Array Triplication Data Constraining Seismic Structure and Composition in the Mantle

  • Yi Wang
  • Lianxing Wen
  • Donald Weidner
Original Paper

Abstract

Seismic data recorded in the upper mantle triplication distance range between 10° and 30° are generated by wave propagation through complex upper mantle structure. They can be used to place constraints on seismic velocity structures in the upper mantle, key seismic features near the major discontinuities, and anisotropic structure varying with depth. In this paper, we review wave propagation of the upper mantle triplicated phases, how different key seismic features can be studied using upper mantle triplicated data, and the importance of those seismic features to the understanding of mantle temperature and composition. We present two examples of using array triplicated phases to constrain upper mantle velocity structures and detailed features of a certain discontinuity, with one for a shallow event and the other for deep events. For the shallow event, we present examples of how the array triplication data can be used to constrain several key properties of the upper mantle: existence of a lithospheric lid, existence of a low velocity zone beneath the lithospheric lid, and P/S velocity ratio as a function of depth.

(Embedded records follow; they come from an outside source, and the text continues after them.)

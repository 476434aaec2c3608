use std::collections::{BTreeMap, HashSet};

use chrono::Datelike;
use tracing::debug;

use crate::models::{RetentionPoint, RetentionSeries, VisitRecord};

/// Distinct donors with at least one visit in each calendar year.
pub fn cohorts_by_year(visits: &[VisitRecord]) -> BTreeMap<i32, HashSet<&str>> {
    let mut cohorts: BTreeMap<i32, HashSet<&str>> = BTreeMap::new();

    for visit in visits {
        cohorts
            .entry(visit.visit_date.year())
            .or_default()
            .insert(visit.donor_id.as_str());
    }

    cohorts
}

/// Year-over-year retention for every year after the first one with visits.
///
/// A year whose predecessor had no active donors is reported as
/// [`RetentionPoint::Undefined`] instead of a rate.
pub fn retention_series(visits: &[VisitRecord]) -> RetentionSeries {
    let cohorts = cohorts_by_year(visits);
    let (first_year, last_year) = match (cohorts.keys().next(), cohorts.keys().next_back()) {
        (Some(first), Some(last)) => (*first, *last),
        _ => return RetentionSeries::default(),
    };

    let empty = HashSet::new();
    let points = ((first_year + 1)..=last_year)
        .map(|year| {
            let previous = cohorts.get(&(year - 1)).unwrap_or(&empty);
            let current = cohorts.get(&year).unwrap_or(&empty);
            retention_point(year, previous, current)
        })
        .collect::<Vec<_>>();

    debug!(
        first_year,
        last_year,
        points = points.len(),
        "computed donor retention"
    );

    RetentionSeries { points }
}

fn retention_point(year: i32, previous: &HashSet<&str>, current: &HashSet<&str>) -> RetentionPoint {
    if previous.is_empty() {
        return RetentionPoint::Undefined { year };
    }

    let retained = previous.intersection(current).count();
    RetentionPoint::Defined {
        year,
        retained,
        cohort: previous.len(),
        rate: retained as f64 / previous.len() as f64,
    }
}
use std::path::Path;

use bytes::Bytes;
use chrono::{DateTime, NaiveDate};
use parquet::basic::{LogicalType, TimeUnit};
use parquet::file::reader::{FileReader, SerializedFileReader};
use parquet::record::Field;
use parquet::schema::types::ColumnDescriptor;
use tracing::{debug, info};

use crate::error::{PipelineError, PipelineResult};
use crate::store::RawTable;

/// Days from 0001-01-01 to the Unix epoch, for Parquet DATE columns.
const UNIX_EPOCH_DAYS_FROM_CE: i32 = 719_163;

#[derive(Debug, Clone, Copy, PartialEq, Eq, clap::ValueEnum)]
pub enum SourceFormat {
    Csv,
    Parquet,
}

impl SourceFormat {
    pub fn infer(location: &str) -> Option<Self> {
        let path = location.split(['?', '#']).next().unwrap_or(location);
        let extension = Path::new(path).extension()?.to_str()?.to_ascii_lowercase();
        match extension.as_str() {
            "csv" => Some(SourceFormat::Csv),
            "parquet" => Some(SourceFormat::Parquet),
            _ => None,
        }
    }
}

/// Where one logical dataset comes from.
#[derive(Debug, Clone, PartialEq, Eq)]
pub struct DatasetLocation {
    pub dataset: String,
    pub location: String,
    pub format: SourceFormat,
}

impl DatasetLocation {
    pub fn new(
        dataset: &str,
        location: &str,
        format: Option<SourceFormat>,
    ) -> PipelineResult<Self> {
        let format = format.or_else(|| SourceFormat::infer(location)).ok_or_else(|| {
            PipelineError::unavailable(
                dataset,
                format!("cannot infer format of '{location}'; pass it explicitly"),
            )
        })?;

        Ok(DatasetLocation {
            dataset: dataset.to_string(),
            location: location.to_string(),
            format,
        })
    }

    fn is_remote(&self) -> bool {
        self.location.starts_with("http://") || self.location.starts_with("https://")
    }
}

/// Fetches and decodes one dataset. Any failure here means the dataset is
/// unavailable for this run.
pub async fn fetch_table(
    client: &reqwest::Client,
    source: &DatasetLocation,
) -> PipelineResult<RawTable> {
    let payload = fetch_bytes(client, source)
        .await
        .map_err(|err| PipelineError::unavailable(&source.dataset, err))?;

    info!(
        dataset = %source.dataset,
        location = %source.location,
        bytes = payload.len(),
        "fetched dataset"
    );

    decode_table(&source.dataset, source.format, payload)
        .map_err(|err| PipelineError::unavailable(&source.dataset, err))
}

async fn fetch_bytes(
    client: &reqwest::Client,
    source: &DatasetLocation,
) -> PipelineResult<Bytes> {
    if source.is_remote() {
        let response = client
            .get(&source.location)
            .send()
            .await?
            .error_for_status()?;
        Ok(response.bytes().await?)
    } else {
        Ok(Bytes::from(tokio::fs::read(&source.location).await?))
    }
}

pub fn decode_table(
    dataset: &str,
    format: SourceFormat,
    payload: Bytes,
) -> PipelineResult<RawTable> {
    let table = match format {
        SourceFormat::Csv => decode_csv(dataset, &payload)?,
        SourceFormat::Parquet => decode_parquet(dataset, payload)?,
    };

    debug!(
        dataset,
        columns = table.columns.len(),
        rows = table.rows.len(),
        "decoded table"
    );

    Ok(table)
}

fn decode_csv(dataset: &str, payload: &[u8]) -> PipelineResult<RawTable> {
    let mut reader = csv::ReaderBuilder::new()
        .flexible(true)
        .trim(csv::Trim::All)
        .from_reader(payload);

    let columns = reader.headers()?.iter().map(str::to_string).collect();
    let mut table = RawTable::new(dataset, columns);

    for (index, result) in reader.byte_records().enumerate() {
        let record = result?;
        let cells: Result<Vec<String>, _> = record
            .iter()
            .map(|field| std::str::from_utf8(field).map(str::to_string))
            .collect();

        match cells {
            Ok(cells) => table.rows.push(cells),
            Err(err) => table.reject(index + 1, format!("invalid UTF-8: {err}")),
        }
    }

    Ok(table)
}

#[derive(Debug, Clone, Copy, PartialEq, Eq)]
enum TimestampUnit {
    Millis,
    Micros,
    Nanos,
}

fn timestamp_unit(column: &ColumnDescriptor) -> Option<TimestampUnit> {
    match column.logical_type()? {
        LogicalType::Timestamp { unit, .. } => Some(match unit {
            TimeUnit::MILLIS(_) => TimestampUnit::Millis,
            TimeUnit::MICROS(_) => TimestampUnit::Micros,
            TimeUnit::NANOS(_) => TimestampUnit::Nanos,
        }),
        _ => None,
    }
}

fn decode_parquet(dataset: &str, payload: Bytes) -> PipelineResult<RawTable> {
    let reader = SerializedFileReader::new(payload)?;
    let schema = reader.metadata().file_metadata().schema_descr_ptr();
    let columns: Vec<String> = schema
        .root_schema()
        .get_fields()
        .iter()
        .map(|field| field.name().to_string())
        .collect();
    let units: Vec<Option<TimestampUnit>> = columns
        .iter()
        .map(|name| {
            schema
                .columns()
                .iter()
                .find(|column| column.name() == name)
                .and_then(|column| timestamp_unit(column))
        })
        .collect();

    let mut table = RawTable::new(dataset, columns);
    for row in reader.get_row_iter(None)? {
        let row = row?;
        let mut cells = vec![String::new(); table.columns.len()];
        for (name, field) in row.get_column_iter() {
            if let Some(index) = table.columns.iter().position(|column| column == name) {
                cells[index] = field_to_string(field, units[index]);
            }
        }
        table.rows.push(cells);
    }

    Ok(table)
}

fn timestamp_to_string(value: i64, unit: TimestampUnit) -> String {
    let stamp = match unit {
        TimestampUnit::Millis => DateTime::from_timestamp_millis(value),
        TimestampUnit::Micros => DateTime::from_timestamp_micros(value),
        TimestampUnit::Nanos => Some(DateTime::from_timestamp_nanos(value)),
    };
    stamp
        .map(|stamp| stamp.naive_utc().to_string())
        .unwrap_or_default()
}

/// Renders one Parquet cell as text. INT64 timestamps without a matching
/// converted type (NANOS in particular) arrive as `Long` and are resolved
/// through the column's logical type.
fn field_to_string(field: &Field, unit: Option<TimestampUnit>) -> String {
    match (field, unit) {
        (Field::Null, _) => String::new(),
        (Field::Str(value), _) => value.clone(),
        (Field::Date(days), _) => days
            .checked_add(UNIX_EPOCH_DAYS_FROM_CE)
            .and_then(NaiveDate::from_num_days_from_ce_opt)
            .map(|date| date.to_string())
            .unwrap_or_default(),
        (Field::TimestampMillis(millis), _) => timestamp_to_string(*millis, TimestampUnit::Millis),
        (Field::TimestampMicros(micros), _) => timestamp_to_string(*micros, TimestampUnit::Micros),
        (Field::Long(value), Some(unit)) => timestamp_to_string(*value, unit),
        (other, _) => other.to_string(),
    }
}
use std::fmt::Write;
use std::path::{Path, PathBuf};

use chrono::NaiveDate;

use crate::models::{
    Granularity, RegionTrends, RetentionPoint, RetentionSeries, RowRejection, TrendSeries,
};

const BAR_WIDTH: usize = 30;

/// A rendered report ready to be written or delivered.
#[derive(Debug, Clone, PartialEq, Eq)]
pub struct Artifact {
    pub file_name: String,
    pub title: String,
    pub body: String,
}

impl Artifact {
    pub fn write_to(&self, dir: &Path) -> std::io::Result<PathBuf> {
        let path = dir.join(&self.file_name);
        std::fs::write(&path, &self.body)?;
        Ok(path)
    }
}

/// File-name-safe form of a region, e.g. `W.P. Kuala Lumpur` -> `wp_kuala_lumpur`.
pub fn region_slug(region: &str) -> String {
    let mut slug = String::new();
    for ch in region.chars() {
        if ch.is_alphanumeric() {
            slug.extend(ch.to_lowercase());
        } else if ch.is_whitespace() && !slug.ends_with('_') {
            slug.push('_');
        }
    }
    slug.trim_matches('_').to_string()
}

pub fn trend_title(region: &str) -> String {
    format!("{region} Blood Donation Trends")
}

pub fn retention_title() -> &'static str {
    "Yearly Donor Retention Rate"
}

fn bar(value: f64, max: f64) -> String {
    if max <= 0.0 || value <= 0.0 {
        return String::new();
    }
    let width = ((value / max) * BAR_WIDTH as f64).round() as usize;
    "#".repeat(width.clamp(1, BAR_WIDTH))
}

pub(crate) fn period_label(granularity: Granularity, period_start: NaiveDate) -> String {
    match granularity {
        Granularity::Daily => period_start.format("%Y-%m-%d").to_string(),
        Granularity::Monthly => period_start.format("%Y-%m").to_string(),
        Granularity::Yearly => period_start.format("%Y").to_string(),
    }
}

fn write_series(output: &mut String, series: &TrendSeries, heading: &str) {
    let _ = writeln!(output, "## {} {}", series.granularity.label(), heading);

    if series.is_empty() {
        let _ = writeln!(output, "No donations recorded for {}.", series.region);
        let _ = writeln!(output);
        return;
    }

    let max = series.points.iter().map(|p| p.total).max().unwrap_or(0) as f64;
    let _ = writeln!(output, "| Period | Donations | |");
    let _ = writeln!(output, "|---|---:|---|");
    for point in &series.points {
        let _ = writeln!(
            output,
            "| {} | {} | {} |",
            period_label(series.granularity, point.period_start),
            point.total,
            bar(point.total as f64, max)
        );
    }
    let _ = writeln!(output, "Total: {}", series.total());
    let _ = writeln!(output);
}

pub fn build_trend_report(trends: &RegionTrends) -> String {
    let mut output = String::new();

    let _ = writeln!(output, "# {}", trend_title(&trends.region));
    let _ = writeln!(output, "As of {}", trends.as_of);
    let _ = writeln!(output);
    write_series(&mut output, &trends.daily, "(current month)");
    write_series(&mut output, &trends.monthly, "(past 12 months)");
    write_series(&mut output, &trends.yearly, "(completed years)");

    output
}

pub fn build_retention_report(series: &RetentionSeries) -> String {
    let mut output = String::new();

    let _ = writeln!(output, "# {}", retention_title());
    let _ = writeln!(output);

    if series.points.is_empty() {
        let _ = writeln!(output, "Not enough years of visits to measure retention.");
        return output;
    }

    let _ = writeln!(output, "| Year | Retained | Cohort | Rate | |");
    let _ = writeln!(output, "|---|---:|---:|---:|---|");
    for point in &series.points {
        match point {
            RetentionPoint::Defined {
                year,
                retained,
                cohort,
                rate,
            } => {
                let _ = writeln!(
                    output,
                    "| {} | {} | {} | {:.1}% | {} |",
                    year,
                    retained,
                    cohort,
                    rate * 100.0,
                    bar(*rate, 1.0)
                );
            }
            RetentionPoint::Undefined { .. } => {
                let _ = writeln!(output, "| {} | - | 0 | no data | |", point.year());
            }
        }
    }

    output
}

pub fn build_data_quality_report(rejections: &[RowRejection]) -> String {
    let mut output = String::new();

    let _ = writeln!(output, "# Data Quality");
    let _ = writeln!(output);

    if rejections.is_empty() {
        let _ = writeln!(output, "All rows accepted.");
        return output;
    }

    let _ = writeln!(output, "{} rows rejected.", rejections.len());
    let _ = writeln!(output);
    for rejection in rejections {
        let _ = writeln!(output, "- {}", rejection);
    }

    output
}

pub fn trend_artifact(trends: &RegionTrends) -> Artifact {
    Artifact {
        file_name: format!("trends_{}.md", region_slug(&trends.region)),
        title: trend_title(&trends.region),
        body: build_trend_report(trends),
    }
}

pub fn retention_artifact(series: &RetentionSeries) -> Artifact {
    Artifact {
        file_name: "retention.md".to_string(),
        title: retention_title().to_string(),
        body: build_retention_report(series),
    }
}

pub fn data_quality_artifact(rejections: &[RowRejection]) -> Artifact {
    Artifact {
        file_name: "data_quality.md".to_string(),
        title: "Data Quality".to_string(),
        body: build_data_quality_report(rejections),
    }
}
use std::path::PathBuf;

use anyhow::Context;
use chrono::NaiveTime;

use crate::source::{DatasetLocation, SourceFormat};
use crate::store::{DONATIONS_DATASET, VISITS_DATASET};

pub const DEFAULT_DONATIONS_URL: &str =
    "https://raw.githubusercontent.com/MoH-Malaysia/data-darah-public/main/donations_state.csv";
pub const DEFAULT_VISITS_URL: &str = "https://dub.sh/ds-data-granular";
pub const DEFAULT_SCHEDULE: &str = "10:30";
pub const DEFAULT_OUT_DIR: &str = "reports";

pub const DEFAULT_REGIONS: [&str; 14] = [
    "Malaysia",
    "Johor",
    "Kedah",
    "Kelantan",
    "Melaka",
    "Negeri Sembilan",
    "Pahang",
    "Perak",
    "Pulau Pinang",
    "Sabah",
    "Sarawak",
    "Selangor",
    "Terengganu",
    "W.P. Kuala Lumpur",
];

/// Everything one pipeline run needs besides the reference date.
#[derive(Debug, Clone)]
pub struct Settings {
    pub donations: DatasetLocation,
    pub visits: DatasetLocation,
    pub regions: Vec<String>,
    pub out_dir: PathBuf,
}

impl Settings {
    pub fn new(
        donations: &str,
        donations_format: Option<SourceFormat>,
        visits: &str,
        visits_format: Option<SourceFormat>,
        regions: Vec<String>,
        out_dir: PathBuf,
    ) -> anyhow::Result<Self> {
        let regions = if regions.is_empty() {
            DEFAULT_REGIONS.iter().map(|region| region.to_string()).collect()
        } else {
            regions
        };

        // The default visits link is a short URL with no file extension.
        let visits_format = visits_format
            .or_else(|| (visits == DEFAULT_VISITS_URL).then_some(SourceFormat::Parquet));

        Ok(Settings {
            donations: DatasetLocation::new(DONATIONS_DATASET, donations, donations_format)?,
            visits: DatasetLocation::new(VISITS_DATASET, visits, visits_format)?,
            regions,
            out_dir,
        })
    }
}

pub fn parse_schedule_time(raw: &str) -> anyhow::Result<NaiveTime> {
    NaiveTime::parse_from_str(raw.trim(), "%H:%M")
        .with_context(|| format!("schedule time '{raw}' must look like HH:MM"))
}
use std::future::Future;

use chrono::{Local, NaiveDate, NaiveDateTime, NaiveTime};
use tracing::{error, info, warn};

/// The first moment strictly after `now` whose time of day is `at`.
pub fn next_run_after(now: NaiveDateTime, at: NaiveTime) -> NaiveDateTime {
    let today = now.date().and_time(at);
    if today > now {
        return today;
    }
    now.date()
        .succ_opt()
        .map(|tomorrow| tomorrow.and_time(at))
        .unwrap_or(today)
}

/// Runs `job` once a day at local time `at` until Ctrl-C. Each run receives
/// the local date it fired on. Runs never overlap; a failed run is logged
/// and the schedule keeps going.
pub async fn run_daily<F, Fut>(at: NaiveTime, job: F) -> anyhow::Result<()>
where
    F: FnMut(NaiveDate) -> Fut,
    Fut: Future<Output = anyhow::Result<()>>,
{
    run_daily_until(at, job, async {
        if let Err(err) = tokio::signal::ctrl_c().await {
            error!(error = %err, "failed to listen for Ctrl-C");
            std::future::pending::<()>().await;
        }
    })
    .await
}

/// Like [`run_daily`], stopping as soon as `shutdown` completes, whether the
/// scheduler is waiting or a run is in progress. An interrupted run is
/// dropped, so it publishes nothing.
pub async fn run_daily_until<F, Fut, S>(at: NaiveTime, mut job: F, shutdown: S) -> anyhow::Result<()>
where
    F: FnMut(NaiveDate) -> Fut,
    Fut: Future<Output = anyhow::Result<()>>,
    S: Future<Output = ()>,
{
    tokio::pin!(shutdown);

    loop {
        let now = Local::now().naive_local();
        let next = next_run_after(now, at);
        let wait = (next - now).to_std().unwrap_or_default();
        info!(next_run = %next, wait_secs = wait.as_secs(), "waiting for next scheduled run");

        tokio::select! {
            _ = tokio::time::sleep(wait) => {}
            _ = &mut shutdown => {
                info!("shutting down scheduler");
                return Ok(());
            }
        }

        let as_of = next.date();
        tokio::select! {
            result = job(as_of) => match result {
                Ok(()) => info!(%as_of, "scheduled run finished"),
                Err(err) => error!(%as_of, error = %format!("{err:#}"), "scheduled run failed"),
            },
            _ = &mut shutdown => {
                warn!(%as_of, "shutting down during a scheduled run");
                return Ok(());
            }
        }
    }
}

#[cfg(test)]
mod tests {
    use super::*;
    use std::sync::atomic::{AtomicUsize, Ordering};
    use std::sync::Arc;
    use tokio::sync::oneshot;

    fn at(h: u32, m: u32) -> NaiveTime {
        NaiveTime::from_hms_opt(h, m, 0).unwrap()
    }

    fn moment(y: i32, mo: u32, d: u32, h: u32, mi: u32) -> NaiveDateTime {
        NaiveDate::from_ymd_opt(y, mo, d)
            .unwrap()
            .and_hms_opt(h, mi, 0)
            .unwrap()
    }

    #[test]
    fn fires_later_today_when_time_not_reached() {
        assert_eq!(
            next_run_after(moment(2024, 5, 1, 9, 0), at(10, 30)),
            moment(2024, 5, 1, 10, 30)
        );
    }

    #[test]
    fn fires_tomorrow_once_time_has_passed() {
        assert_eq!(
            next_run_after(moment(2024, 5, 1, 10, 30), at(10, 30)),
            moment(2024, 5, 2, 10, 30)
        );
        assert_eq!(
            next_run_after(moment(2024, 12, 31, 23, 0), at(10, 30)),
            moment(2025, 1, 1, 10, 30)
        );
    }

    #[tokio::test(start_paused = true)]
    async fn shutdown_interrupts_a_running_job() {
        let (started_tx, started_rx) = oneshot::channel::<()>();
        let mut started_tx = Some(started_tx);
        let runs = Arc::new(AtomicUsize::new(0));
        let job_runs = runs.clone();

        let result = run_daily_until(
            at(10, 30),
            move |_| {
                job_runs.fetch_add(1, Ordering::SeqCst);
                if let Some(tx) = started_tx.take() {
                    let _ = tx.send(());
                }
                async { std::future::pending::<anyhow::Result<()>>().await }
            },
            async {
                let _ = started_rx.await;
            },
        )
        .await;

        assert!(result.is_ok());
        assert_eq!(runs.load(Ordering::SeqCst), 1);
    }

    #[tokio::test(start_paused = true)]
    async fn failed_runs_keep_the_schedule_alive() {
        let (done_tx, done_rx) = oneshot::channel::<()>();
        let mut done_tx = Some(done_tx);
        let runs = Arc::new(AtomicUsize::new(0));
        let job_runs = runs.clone();

        run_daily_until(
            at(10, 30),
            move |_| {
                let count = job_runs.fetch_add(1, Ordering::SeqCst) + 1;
                if count == 2 {
                    if let Some(tx) = done_tx.take() {
                        let _ = tx.send(());
                    }
                }
                async { Err(anyhow::anyhow!("dataset unavailable")) }
            },
            async {
                let _ = done_rx.await;
            },
        )
        .await
        .unwrap();

        assert!(runs.load(Ordering::SeqCst) >= 2);
    }
}
use chrono::{DateTime, Datelike, Months, NaiveDate, NaiveDateTime};

use crate::error::{PipelineError, PipelineResult};

const DATE_TIME_FORMATS: [&str; 2] = ["%Y-%m-%d %H:%M:%S%.f", "%Y-%m-%dT%H:%M:%S%.f"];

/// Parses a record date. Timestamps are truncated to their calendar date.
pub fn parse_date(raw: &str) -> PipelineResult<NaiveDate> {
    let value = raw.trim();
    if value.is_empty() {
        return Err(PipelineError::InvalidDate("empty date".to_string()));
    }

    if let Ok(date) = NaiveDate::parse_from_str(value, "%Y-%m-%d") {
        return Ok(date);
    }

    for format in DATE_TIME_FORMATS {
        if let Ok(stamp) = NaiveDateTime::parse_from_str(value, format) {
            return Ok(stamp.date());
        }
    }

    DateTime::parse_from_rfc3339(value)
        .map(|stamp| stamp.date_naive())
        .map_err(|_| PipelineError::InvalidDate(value.to_string()))
}

/// Reference dates must be plain calendar dates.
pub fn parse_reference_date(raw: &str) -> PipelineResult<NaiveDate> {
    NaiveDate::parse_from_str(raw.trim(), "%Y-%m-%d")
        .map_err(|_| PipelineError::InvalidDate(raw.to_string()))
}

pub fn month_start(date: NaiveDate) -> PipelineResult<NaiveDate> {
    NaiveDate::from_ymd_opt(date.year(), date.month(), 1)
        .ok_or_else(|| PipelineError::InvalidDate(date.to_string()))
}

pub fn months_before(date: NaiveDate, months: u32) -> PipelineResult<NaiveDate> {
    date.checked_sub_months(Months::new(months))
        .ok_or_else(|| PipelineError::InvalidDate(format!("{date} minus {months} months")))
}

pub fn year_start(year: i32) -> PipelineResult<NaiveDate> {
    NaiveDate::from_ymd_opt(year, 1, 1)
        .ok_or_else(|| PipelineError::InvalidDate(format!("year {year}")))
}

/// Every calendar date in `[start, end]`.
pub fn days_between(start: NaiveDate, end: NaiveDate) -> impl Iterator<Item = NaiveDate> {
    start.iter_days().take_while(move |day| *day <= end)
}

For deep events, we show examples of how array triplication data can be used to constrain the detailed structures of a certain discontinuity: velocity gradients above and below the discontinuity, velocity jumps across the discontinuity and depth extents of different velocity gradients. We discuss challenges of the upper mantle triplication study, its connection to other approaches, and its potential for further studying some other important features of the mantle: the existence of double 660-km discontinuities, existence of low-velocity channels near major discontinuities and anisotropy varying with depth.

Keywords

Triplication data Upper mantle Velocity structures Upper mantle discontinuity Mantle composition 

Notes

Acknowledgments

We thank the principal investigators of the Kaapvaal Seismic Array, the BANJO and BLSP for their efforts in collecting the data and the New Chinese Digital Seismic Network (NCDSN) for providing the data, and Sue Webb and Matthew Fouch for the digitized geological boundaries in Africa. This work is supported by an NSF grant #0439978.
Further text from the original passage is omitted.